:: TASK BRIEF ::
In the entries below, find the line with "pub struct PixelName(String);" and print exactly every line from there up to and including the line with "Borrow the name.", with no other lines.

:: EXERCISE MATERIALS ::

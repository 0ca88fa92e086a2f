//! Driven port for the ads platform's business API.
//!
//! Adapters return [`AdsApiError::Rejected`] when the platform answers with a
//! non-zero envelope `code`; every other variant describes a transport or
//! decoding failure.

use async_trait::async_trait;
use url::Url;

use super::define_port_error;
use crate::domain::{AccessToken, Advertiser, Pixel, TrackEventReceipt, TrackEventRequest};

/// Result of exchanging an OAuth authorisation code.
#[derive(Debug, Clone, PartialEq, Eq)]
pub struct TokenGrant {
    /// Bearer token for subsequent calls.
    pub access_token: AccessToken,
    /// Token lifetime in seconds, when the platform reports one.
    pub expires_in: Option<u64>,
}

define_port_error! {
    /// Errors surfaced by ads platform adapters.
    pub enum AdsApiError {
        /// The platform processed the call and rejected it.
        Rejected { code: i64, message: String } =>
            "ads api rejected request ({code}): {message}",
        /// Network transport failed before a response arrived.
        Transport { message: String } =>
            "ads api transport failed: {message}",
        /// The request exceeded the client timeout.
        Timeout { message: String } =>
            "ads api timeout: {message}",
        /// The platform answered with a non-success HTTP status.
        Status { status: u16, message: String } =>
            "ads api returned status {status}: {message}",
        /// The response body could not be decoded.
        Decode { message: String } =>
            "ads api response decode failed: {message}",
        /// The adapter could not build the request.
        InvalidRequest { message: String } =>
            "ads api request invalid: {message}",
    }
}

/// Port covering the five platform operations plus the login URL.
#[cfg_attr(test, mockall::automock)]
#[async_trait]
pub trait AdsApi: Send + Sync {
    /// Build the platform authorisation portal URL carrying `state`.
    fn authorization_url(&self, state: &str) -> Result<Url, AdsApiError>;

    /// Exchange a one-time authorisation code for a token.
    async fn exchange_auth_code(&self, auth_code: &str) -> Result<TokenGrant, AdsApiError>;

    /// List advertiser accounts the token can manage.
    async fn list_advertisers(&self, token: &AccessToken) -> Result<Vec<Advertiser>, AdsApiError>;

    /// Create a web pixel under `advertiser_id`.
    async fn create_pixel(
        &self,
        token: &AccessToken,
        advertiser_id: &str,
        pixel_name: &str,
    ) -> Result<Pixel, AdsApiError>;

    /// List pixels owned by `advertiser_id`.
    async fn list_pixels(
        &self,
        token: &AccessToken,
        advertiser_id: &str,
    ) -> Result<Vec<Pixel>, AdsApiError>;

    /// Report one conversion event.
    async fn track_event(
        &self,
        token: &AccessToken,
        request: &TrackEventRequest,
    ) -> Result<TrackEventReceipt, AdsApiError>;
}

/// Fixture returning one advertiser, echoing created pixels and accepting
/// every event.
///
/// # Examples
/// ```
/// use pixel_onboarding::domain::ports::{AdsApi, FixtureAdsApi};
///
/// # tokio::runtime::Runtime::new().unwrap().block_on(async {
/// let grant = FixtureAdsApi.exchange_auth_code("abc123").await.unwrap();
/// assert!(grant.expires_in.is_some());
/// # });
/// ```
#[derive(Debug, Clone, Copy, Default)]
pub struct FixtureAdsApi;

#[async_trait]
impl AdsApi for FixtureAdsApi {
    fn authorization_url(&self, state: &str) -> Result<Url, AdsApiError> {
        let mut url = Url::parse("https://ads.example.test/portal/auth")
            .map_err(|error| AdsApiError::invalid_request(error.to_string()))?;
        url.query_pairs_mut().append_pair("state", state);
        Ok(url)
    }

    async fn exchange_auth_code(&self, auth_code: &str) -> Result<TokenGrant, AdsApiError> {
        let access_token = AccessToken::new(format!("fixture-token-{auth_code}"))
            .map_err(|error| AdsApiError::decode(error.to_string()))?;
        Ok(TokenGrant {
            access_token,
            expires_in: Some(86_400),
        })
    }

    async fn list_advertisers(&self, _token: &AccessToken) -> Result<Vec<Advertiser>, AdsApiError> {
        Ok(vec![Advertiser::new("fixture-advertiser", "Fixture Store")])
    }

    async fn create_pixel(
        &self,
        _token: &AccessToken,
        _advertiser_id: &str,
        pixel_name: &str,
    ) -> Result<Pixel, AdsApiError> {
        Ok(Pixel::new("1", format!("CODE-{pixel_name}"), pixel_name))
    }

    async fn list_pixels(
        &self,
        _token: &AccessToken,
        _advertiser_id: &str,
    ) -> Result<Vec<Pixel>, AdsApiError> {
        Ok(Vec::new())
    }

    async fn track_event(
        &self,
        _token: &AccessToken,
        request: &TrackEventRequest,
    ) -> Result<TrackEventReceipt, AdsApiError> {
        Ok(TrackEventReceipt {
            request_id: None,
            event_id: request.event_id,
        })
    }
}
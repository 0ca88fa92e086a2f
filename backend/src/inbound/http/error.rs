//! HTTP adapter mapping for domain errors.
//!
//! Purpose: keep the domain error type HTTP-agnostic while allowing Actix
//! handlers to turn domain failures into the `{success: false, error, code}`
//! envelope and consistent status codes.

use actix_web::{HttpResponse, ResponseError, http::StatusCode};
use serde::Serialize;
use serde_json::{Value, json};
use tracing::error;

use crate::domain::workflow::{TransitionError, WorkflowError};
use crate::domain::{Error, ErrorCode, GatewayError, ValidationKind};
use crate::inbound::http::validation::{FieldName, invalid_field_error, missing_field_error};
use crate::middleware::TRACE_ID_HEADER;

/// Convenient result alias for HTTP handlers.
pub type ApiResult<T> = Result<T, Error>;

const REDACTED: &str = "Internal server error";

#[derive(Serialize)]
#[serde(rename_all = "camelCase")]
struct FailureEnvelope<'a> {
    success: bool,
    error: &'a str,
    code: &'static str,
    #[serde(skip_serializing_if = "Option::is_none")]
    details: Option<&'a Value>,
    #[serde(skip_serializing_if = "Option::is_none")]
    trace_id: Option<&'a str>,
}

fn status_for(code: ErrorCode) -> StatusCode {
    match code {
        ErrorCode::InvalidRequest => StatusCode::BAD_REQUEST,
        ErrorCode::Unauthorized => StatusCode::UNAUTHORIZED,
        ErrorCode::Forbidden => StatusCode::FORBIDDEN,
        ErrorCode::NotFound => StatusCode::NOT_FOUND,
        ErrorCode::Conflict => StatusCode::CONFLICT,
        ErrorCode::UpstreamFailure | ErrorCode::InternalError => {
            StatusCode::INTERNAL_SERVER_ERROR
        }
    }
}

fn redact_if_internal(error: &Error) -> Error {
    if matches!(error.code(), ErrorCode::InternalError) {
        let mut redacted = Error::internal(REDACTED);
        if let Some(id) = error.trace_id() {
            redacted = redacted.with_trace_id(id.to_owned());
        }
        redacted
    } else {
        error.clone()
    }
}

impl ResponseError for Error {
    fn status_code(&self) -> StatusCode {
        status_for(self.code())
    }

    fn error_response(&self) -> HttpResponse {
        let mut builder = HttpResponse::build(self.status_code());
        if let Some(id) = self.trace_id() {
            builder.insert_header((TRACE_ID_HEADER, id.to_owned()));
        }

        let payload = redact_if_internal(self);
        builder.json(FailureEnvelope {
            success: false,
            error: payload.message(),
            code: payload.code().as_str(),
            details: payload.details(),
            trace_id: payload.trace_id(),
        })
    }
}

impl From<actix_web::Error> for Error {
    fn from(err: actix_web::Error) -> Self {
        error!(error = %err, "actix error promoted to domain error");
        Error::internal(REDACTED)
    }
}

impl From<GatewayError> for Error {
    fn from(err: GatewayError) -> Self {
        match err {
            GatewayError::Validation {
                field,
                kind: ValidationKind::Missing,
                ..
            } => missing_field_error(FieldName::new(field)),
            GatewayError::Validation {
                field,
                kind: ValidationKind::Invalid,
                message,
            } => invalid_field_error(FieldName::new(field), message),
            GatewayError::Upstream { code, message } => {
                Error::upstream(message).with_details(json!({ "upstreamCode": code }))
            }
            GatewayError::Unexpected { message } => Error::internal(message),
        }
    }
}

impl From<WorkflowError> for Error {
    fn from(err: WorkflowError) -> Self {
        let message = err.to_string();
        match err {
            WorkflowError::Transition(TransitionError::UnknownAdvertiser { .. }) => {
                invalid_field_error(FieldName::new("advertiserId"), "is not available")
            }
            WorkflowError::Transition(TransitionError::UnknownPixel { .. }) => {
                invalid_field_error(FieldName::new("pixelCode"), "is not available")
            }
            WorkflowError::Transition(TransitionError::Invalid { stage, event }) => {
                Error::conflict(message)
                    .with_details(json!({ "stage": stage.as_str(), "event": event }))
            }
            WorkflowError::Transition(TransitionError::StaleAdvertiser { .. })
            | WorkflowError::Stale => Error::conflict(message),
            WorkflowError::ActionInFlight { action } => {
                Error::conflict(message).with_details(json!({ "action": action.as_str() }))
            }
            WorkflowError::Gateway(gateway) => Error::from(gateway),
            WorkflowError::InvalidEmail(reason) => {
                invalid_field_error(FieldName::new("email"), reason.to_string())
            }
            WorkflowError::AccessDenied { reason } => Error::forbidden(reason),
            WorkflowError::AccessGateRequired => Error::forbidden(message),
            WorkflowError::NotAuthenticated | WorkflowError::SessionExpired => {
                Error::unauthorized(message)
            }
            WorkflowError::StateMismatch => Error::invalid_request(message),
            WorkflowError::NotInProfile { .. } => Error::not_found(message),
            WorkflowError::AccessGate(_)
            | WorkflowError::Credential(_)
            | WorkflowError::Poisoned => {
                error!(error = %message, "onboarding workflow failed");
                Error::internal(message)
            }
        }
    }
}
--
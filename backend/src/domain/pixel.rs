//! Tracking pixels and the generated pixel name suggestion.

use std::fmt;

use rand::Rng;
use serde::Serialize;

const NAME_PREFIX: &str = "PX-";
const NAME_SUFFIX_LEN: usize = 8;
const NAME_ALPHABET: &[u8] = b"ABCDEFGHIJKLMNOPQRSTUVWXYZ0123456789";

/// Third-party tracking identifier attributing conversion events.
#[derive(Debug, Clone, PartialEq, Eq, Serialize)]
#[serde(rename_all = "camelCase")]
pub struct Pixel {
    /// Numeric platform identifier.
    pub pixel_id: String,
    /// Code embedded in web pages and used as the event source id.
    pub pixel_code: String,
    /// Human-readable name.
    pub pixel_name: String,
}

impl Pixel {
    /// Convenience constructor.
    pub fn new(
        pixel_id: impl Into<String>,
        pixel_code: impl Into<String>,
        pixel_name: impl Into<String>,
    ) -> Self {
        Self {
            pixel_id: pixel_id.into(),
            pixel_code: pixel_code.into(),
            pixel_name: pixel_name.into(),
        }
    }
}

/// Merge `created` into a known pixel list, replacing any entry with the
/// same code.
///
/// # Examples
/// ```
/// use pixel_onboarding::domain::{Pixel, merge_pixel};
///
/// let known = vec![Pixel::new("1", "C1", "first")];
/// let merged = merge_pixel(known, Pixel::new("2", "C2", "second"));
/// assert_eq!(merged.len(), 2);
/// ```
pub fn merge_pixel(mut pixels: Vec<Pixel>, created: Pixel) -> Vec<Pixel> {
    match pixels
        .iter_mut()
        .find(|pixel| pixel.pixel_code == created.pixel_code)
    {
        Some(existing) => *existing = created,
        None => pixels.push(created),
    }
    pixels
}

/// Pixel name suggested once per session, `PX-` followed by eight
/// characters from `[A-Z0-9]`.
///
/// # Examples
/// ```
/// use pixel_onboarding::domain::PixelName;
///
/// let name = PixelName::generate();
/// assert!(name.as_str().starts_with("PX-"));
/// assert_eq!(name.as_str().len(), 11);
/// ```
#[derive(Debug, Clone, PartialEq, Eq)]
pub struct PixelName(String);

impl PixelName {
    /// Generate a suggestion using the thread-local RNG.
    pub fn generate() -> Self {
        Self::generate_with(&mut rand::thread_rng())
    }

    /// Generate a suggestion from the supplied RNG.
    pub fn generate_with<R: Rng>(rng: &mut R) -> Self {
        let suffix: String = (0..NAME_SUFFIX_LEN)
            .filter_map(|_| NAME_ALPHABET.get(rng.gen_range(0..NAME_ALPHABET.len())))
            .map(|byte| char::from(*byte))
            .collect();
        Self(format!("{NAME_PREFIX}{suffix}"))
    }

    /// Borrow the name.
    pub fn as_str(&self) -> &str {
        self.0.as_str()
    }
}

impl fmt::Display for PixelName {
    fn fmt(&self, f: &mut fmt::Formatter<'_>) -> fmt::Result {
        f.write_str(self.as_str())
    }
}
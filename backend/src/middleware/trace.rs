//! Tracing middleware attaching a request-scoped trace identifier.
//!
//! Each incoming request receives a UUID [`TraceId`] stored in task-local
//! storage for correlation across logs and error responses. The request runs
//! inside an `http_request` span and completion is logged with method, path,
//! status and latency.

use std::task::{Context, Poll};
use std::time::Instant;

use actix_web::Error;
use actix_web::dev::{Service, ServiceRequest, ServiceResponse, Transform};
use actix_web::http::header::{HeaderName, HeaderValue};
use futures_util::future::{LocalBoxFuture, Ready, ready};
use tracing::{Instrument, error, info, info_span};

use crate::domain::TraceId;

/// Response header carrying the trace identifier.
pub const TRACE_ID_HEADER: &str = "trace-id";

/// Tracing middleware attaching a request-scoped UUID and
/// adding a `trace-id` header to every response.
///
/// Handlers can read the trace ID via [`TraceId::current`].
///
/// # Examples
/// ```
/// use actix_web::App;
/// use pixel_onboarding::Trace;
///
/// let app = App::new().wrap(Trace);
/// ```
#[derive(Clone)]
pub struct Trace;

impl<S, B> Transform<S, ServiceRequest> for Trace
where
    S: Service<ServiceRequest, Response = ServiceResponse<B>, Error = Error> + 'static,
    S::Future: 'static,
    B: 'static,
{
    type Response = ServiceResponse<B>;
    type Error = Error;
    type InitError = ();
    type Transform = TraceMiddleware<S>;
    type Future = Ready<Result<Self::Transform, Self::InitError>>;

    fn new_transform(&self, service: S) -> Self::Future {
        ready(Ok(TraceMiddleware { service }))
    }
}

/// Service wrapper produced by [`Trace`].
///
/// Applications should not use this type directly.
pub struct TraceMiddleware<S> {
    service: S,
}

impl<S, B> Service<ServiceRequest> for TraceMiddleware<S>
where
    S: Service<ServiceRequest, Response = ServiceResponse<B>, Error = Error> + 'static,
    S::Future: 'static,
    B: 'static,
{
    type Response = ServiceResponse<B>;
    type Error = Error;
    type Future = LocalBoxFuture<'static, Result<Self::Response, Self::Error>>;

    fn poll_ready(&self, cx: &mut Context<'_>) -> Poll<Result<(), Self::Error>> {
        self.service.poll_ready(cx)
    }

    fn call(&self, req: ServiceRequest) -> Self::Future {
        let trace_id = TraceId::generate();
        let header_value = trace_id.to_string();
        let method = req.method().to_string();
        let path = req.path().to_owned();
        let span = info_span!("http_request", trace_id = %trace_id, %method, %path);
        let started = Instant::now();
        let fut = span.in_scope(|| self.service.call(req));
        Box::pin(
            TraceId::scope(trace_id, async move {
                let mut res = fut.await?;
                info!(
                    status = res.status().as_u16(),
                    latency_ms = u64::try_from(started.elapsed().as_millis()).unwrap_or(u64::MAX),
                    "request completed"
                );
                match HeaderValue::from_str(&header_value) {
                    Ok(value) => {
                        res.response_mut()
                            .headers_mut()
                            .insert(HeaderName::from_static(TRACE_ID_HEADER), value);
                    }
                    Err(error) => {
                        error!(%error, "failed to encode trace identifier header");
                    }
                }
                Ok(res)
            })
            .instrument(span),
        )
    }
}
...
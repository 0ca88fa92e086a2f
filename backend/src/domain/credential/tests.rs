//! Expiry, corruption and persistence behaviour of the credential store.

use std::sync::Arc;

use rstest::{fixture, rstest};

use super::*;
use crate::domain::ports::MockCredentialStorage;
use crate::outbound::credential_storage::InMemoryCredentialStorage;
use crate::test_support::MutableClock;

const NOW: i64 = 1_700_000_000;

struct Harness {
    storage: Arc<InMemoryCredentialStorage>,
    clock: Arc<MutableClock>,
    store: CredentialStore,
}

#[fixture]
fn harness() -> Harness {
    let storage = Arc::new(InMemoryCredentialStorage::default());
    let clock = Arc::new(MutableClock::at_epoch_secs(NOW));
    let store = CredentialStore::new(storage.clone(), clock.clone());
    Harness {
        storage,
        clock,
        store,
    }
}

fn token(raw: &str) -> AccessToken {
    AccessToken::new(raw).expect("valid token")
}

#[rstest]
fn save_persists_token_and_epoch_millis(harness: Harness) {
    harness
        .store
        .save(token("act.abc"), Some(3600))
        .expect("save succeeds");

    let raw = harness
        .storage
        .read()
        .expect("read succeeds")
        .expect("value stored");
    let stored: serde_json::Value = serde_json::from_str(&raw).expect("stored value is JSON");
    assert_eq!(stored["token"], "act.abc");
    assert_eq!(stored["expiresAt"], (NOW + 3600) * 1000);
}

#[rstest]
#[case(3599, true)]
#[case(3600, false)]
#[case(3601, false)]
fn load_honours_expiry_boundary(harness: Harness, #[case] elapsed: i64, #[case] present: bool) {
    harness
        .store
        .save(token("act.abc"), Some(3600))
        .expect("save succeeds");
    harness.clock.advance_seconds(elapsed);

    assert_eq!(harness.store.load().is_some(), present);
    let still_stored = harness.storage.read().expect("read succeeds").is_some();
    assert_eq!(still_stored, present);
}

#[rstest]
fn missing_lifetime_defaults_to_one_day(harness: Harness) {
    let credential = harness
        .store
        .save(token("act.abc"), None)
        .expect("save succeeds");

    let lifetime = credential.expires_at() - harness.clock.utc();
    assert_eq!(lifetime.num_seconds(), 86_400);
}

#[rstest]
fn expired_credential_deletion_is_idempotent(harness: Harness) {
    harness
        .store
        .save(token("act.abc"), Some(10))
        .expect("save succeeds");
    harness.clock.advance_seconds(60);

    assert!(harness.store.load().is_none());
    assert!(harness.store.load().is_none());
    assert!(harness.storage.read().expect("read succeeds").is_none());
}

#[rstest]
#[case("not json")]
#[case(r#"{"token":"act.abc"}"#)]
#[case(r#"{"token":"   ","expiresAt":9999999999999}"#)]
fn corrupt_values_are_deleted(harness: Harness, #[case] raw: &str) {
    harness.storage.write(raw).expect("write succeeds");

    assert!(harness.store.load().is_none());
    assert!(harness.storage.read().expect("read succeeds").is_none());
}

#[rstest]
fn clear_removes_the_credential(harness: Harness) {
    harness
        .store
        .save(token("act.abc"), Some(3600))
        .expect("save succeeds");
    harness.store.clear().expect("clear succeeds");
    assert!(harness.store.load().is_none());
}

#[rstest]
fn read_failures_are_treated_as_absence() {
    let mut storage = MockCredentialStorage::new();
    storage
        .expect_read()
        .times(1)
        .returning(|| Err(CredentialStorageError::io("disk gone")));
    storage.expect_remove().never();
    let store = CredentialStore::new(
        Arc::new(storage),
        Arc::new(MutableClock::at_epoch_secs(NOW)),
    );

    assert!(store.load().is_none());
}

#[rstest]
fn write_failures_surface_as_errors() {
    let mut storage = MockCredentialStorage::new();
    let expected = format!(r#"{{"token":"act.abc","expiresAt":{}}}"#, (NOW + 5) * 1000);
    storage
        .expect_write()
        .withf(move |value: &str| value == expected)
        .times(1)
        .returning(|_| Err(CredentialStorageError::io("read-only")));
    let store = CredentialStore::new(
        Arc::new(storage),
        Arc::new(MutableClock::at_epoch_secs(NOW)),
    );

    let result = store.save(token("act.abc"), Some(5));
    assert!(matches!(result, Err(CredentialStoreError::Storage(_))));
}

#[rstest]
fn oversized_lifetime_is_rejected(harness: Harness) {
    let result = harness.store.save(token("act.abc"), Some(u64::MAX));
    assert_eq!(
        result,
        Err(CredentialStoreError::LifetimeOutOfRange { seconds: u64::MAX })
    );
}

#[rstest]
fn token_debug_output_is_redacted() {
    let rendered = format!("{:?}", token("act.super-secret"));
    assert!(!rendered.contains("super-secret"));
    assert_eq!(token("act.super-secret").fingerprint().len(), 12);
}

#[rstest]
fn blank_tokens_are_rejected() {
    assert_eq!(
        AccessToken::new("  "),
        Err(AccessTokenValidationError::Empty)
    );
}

:: EXERCISE RESULT ::
pub struct PixelName(String);

impl PixelName {
    /// Generate a suggestion using the thread-local RNG.
    pub fn generate() -> Self {
        Self::generate_with(&mut rand::thread_rng())
    }

    /// Generate a suggestion from the supplied RNG.
    pub fn generate_with<R: Rng>(rng: &mut R) -> Self {
        let suffix: String = (0..NAME_SUFFIX_LEN)
            .filter_map(|_| NAME_ALPHABET.get(rng.gen_range(0..NAME_ALPHABET.len())))
            .map(|byte| char::from(*byte))
            .collect();
        Self(format!("{NAME_PREFIX}{suffix}"))
    }

    /// Borrow the name.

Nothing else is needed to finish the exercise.